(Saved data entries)
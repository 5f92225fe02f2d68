use crate::command::Command;
use crate::error::LaunchError;
use std::io::ErrorKind;
use std::process::Command as Process;
use tracing::{debug, info, warn};

/// Run `command` against `input` and wait for it.
///
/// Only a missing executable is reported distinctly; the child's exit status is
/// logged and otherwise ignored.
pub fn launch(command: &Command, input: &str) -> Result<(), LaunchError> {
    let argv = command.invocation(input);
    info!(command = %command.name, argv = ?argv, "launching");
    let status = Process::new(&argv[0])
        .args(&argv[1..])
        .status()
        .map_err(|source| match source.kind() {
            ErrorKind::NotFound => LaunchError::ExecutableMissing {
                program: command.executable.clone(),
            },
            _ => LaunchError::Spawn {
                program: command.executable.clone(),
                source,
            },
        })?;
    if status.success() {
        debug!(command = %command.name, "exited cleanly");
    } else {
        warn!(command = %command.name, %status, "handler exited unsuccessfully");
    }
    Ok(())
}

#[cfg(test)]
mod tests {
    use super::*;

    #[test]
    fn missing_executable_is_reported() {
        let c = Command::new(None, "/nonexistent/turmyx-test-handler", vec![], ["txt"]);
        match launch(&c, "notes.txt") {
            Err(LaunchError::ExecutableMissing { program }) => {
                assert_eq!(program, "/nonexistent/turmyx-test-handler")
            }
            other => panic!("expected ExecutableMissing, got {other:?}"),
        }
    }

    #[cfg(unix)]
    #[test]
    fn runs_handler_with_arguments_then_input() {
        let dir = tempfile::TempDir::new().unwrap();
        let out = dir.path().join("out.txt");
        let c = Command::new(
            Some("sh"),
            "sh",
            vec!["-c".into(), format!("printf '%s' \"$0\" > '{}'", out.display())],
            ["txt"],
        );
        launch(&c, "notes.txt").unwrap();
        assert_eq!(std::fs::read_to_string(&out).unwrap(), "notes.txt");
    }
}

- [Exercise brief] Would you copy out every line in the records that includes the string "nonexistent"?

- [Answer section]
        let c = Command::new(None, "/nonexistent/turmyx-test-handler", vec![], ["txt"]);
                assert_eq!(program, "/nonexistent/turmyx-test-handler")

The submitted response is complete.